Each entry must be duplicated precisely, with nothing left out.

Exercise data section start

use super::{NotificationChannel, OutboundMessage};
use crate::config::EmailConfig;
use crate::error::Result;
use async_trait::async_trait;
use lettre::message::header::ContentType;
use lettre::message::Mailbox;
use lettre::transport::smtp::authentication::Credentials;
use lettre::{AsyncSmtpTransport, AsyncTransport, Message, Tokio1Executor};
use log::info;
use std::time::Duration;

pub struct EmailChannel {
    from: Mailbox,
    to: Mailbox,
    transport: AsyncSmtpTransport<Tokio1Executor>,
}

impl EmailChannel {
    pub fn new(config: &EmailConfig, timeout: Duration) -> Result<Self> {
        let transport = AsyncSmtpTransport::<Tokio1Executor>::starttls_relay(&config.smtp_server)?
            .port(config.smtp_port)
            .credentials(Credentials::new(
                config.address.clone(),
                config.password.clone(),
            ))
            .timeout(Some(timeout))
            .build();

        Ok(Self {
            from: config.address.parse()?,
            to: config.recipient.parse()?,
            transport,
        })
    }

    fn build(&self, message: &OutboundMessage) -> Result<Message> {
        Ok(Message::builder()
            .from(self.from.clone())
            .to(self.to.clone())
            .subject(message.subject.as_str())
            .header(ContentType::TEXT_HTML)
            .body(message.body.clone())?)
    }
}

#[async_trait]
impl NotificationChannel for EmailChannel {
    fn name(&self) -> &str {
        "email"
    }

    async fn deliver(&self, message: &OutboundMessage) -> Result<()> {
        let email = self.build(message)?;
        self.transport.send(email).await?;
        info!("Email sent successfully: {}", message.subject);
        Ok(())
    }
}
use super::cooldown;
use super::state::AlertState;
use super::types::{AlertEvent, AlertKind, Symbol, Threshold};
use chrono::{Duration, NaiveDateTime};
use log::info;

pub fn evaluate(
    symbol: &Symbol,
    price: f64,
    threshold: &Threshold,
    state: &mut AlertState,
    now: NaiveDateTime,
    cooldown: Duration,
) -> Option<AlertEvent> {
    let (kind, threshold_value) = if price >= threshold.up {
        (AlertKind::Up, threshold.up)
    } else if price <= threshold.down {
        (AlertKind::Down, threshold.down)
    } else {
        return None;
    };

    if !cooldown::permit(symbol, kind, state, now, cooldown) {
        return None;
    }

    state.record(symbol, kind, now);
    info!(
        "Alert triggered for {}: {} at {:.2} (threshold: {:.2})",
        symbol, kind, price, threshold_value
    );

    Some(AlertEvent {
        symbol: symbol.clone(),
        price,
        kind,
        threshold_value,
    })
}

Exercise data section end

(Answer for this exercise):
use super::{NotificationChannel, OutboundMessage};
use crate::config::EmailConfig;
use crate::error::Result;
use async_trait::async_trait;
use lettre::message::header::ContentType;
use lettre::message::Mailbox;
use lettre::transport::smtp::authentication::Credentials;
use lettre::{AsyncSmtpTransport, AsyncTransport, Message, Tokio1Executor};
use log::info;
use std::time::Duration;

pub struct EmailChannel {
    from: Mailbox,
    to: Mailbox,
    transport: AsyncSmtpTransport<Tokio1Executor>,
}

impl EmailChannel {
    pub fn new(config: &EmailConfig, timeout: Duration) -> Result<Self> {
        let transport = AsyncSmtpTransport::<Tokio1Executor>::starttls_relay(&config.smtp_server)?
            .port(config.smtp_port)
            .credentials(Credentials::new(
                config.address.clone(),
                config.password.clone(),
            ))
            .timeout(Some(timeout))
            .build();

        Ok(Self {
            from: config.address.parse()?,
            to: config.recipient.parse()?,
            transport,
        })
    }

    fn build(&self, message: &OutboundMessage) -> Result<Message> {
        Ok(Message::builder()
            .from(self.from.clone())
            .to(self.to.clone())
            .subject(message.subject.as_str())
            .header(ContentType::TEXT_HTML)
            .body(message.body.clone())?)
    }
}

#[async_trait]
impl NotificationChannel for EmailChannel {
    fn name(&self) -> &str {
        "email"
    }

    async fn deliver(&self, message: &OutboundMessage) -> Result<()> {
        let email = self.build(message)?;
        self.transport.send(email).await?;
        info!("Email sent successfully: {}", message.subject);
        Ok(())
    }
}
use super::cooldown;
use super::state::AlertState;
use super::types::{AlertEvent, AlertKind, Symbol, Threshold};
use chrono::{Duration, NaiveDateTime};
use log::info;

pub fn evaluate(
    symbol: &Symbol,
    price: f64,
    threshold: &Threshold,
    state: &mut AlertState,
    now: NaiveDateTime,
    cooldown: Duration,
) -> Option<AlertEvent> {
    let (kind, threshold_value) = if price >= threshold.up {
        (AlertKind::Up, threshold.up)
    } else if price <= threshold.down {
        (AlertKind::Down, threshold.down)
    } else {
        return None;
    };

    if !cooldown::permit(symbol, kind, state, now, cooldown) {
        return None;
    }

    state.record(symbol, kind, now);
    info!(
        "Alert triggered for {}: {} at {:.2} (threshold: {:.2})",
        symbol, kind, price, threshold_value
    );

    Some(AlertEvent {
        symbol: symbol.clone(),
        price,
        kind,
        threshold_value,
    })
}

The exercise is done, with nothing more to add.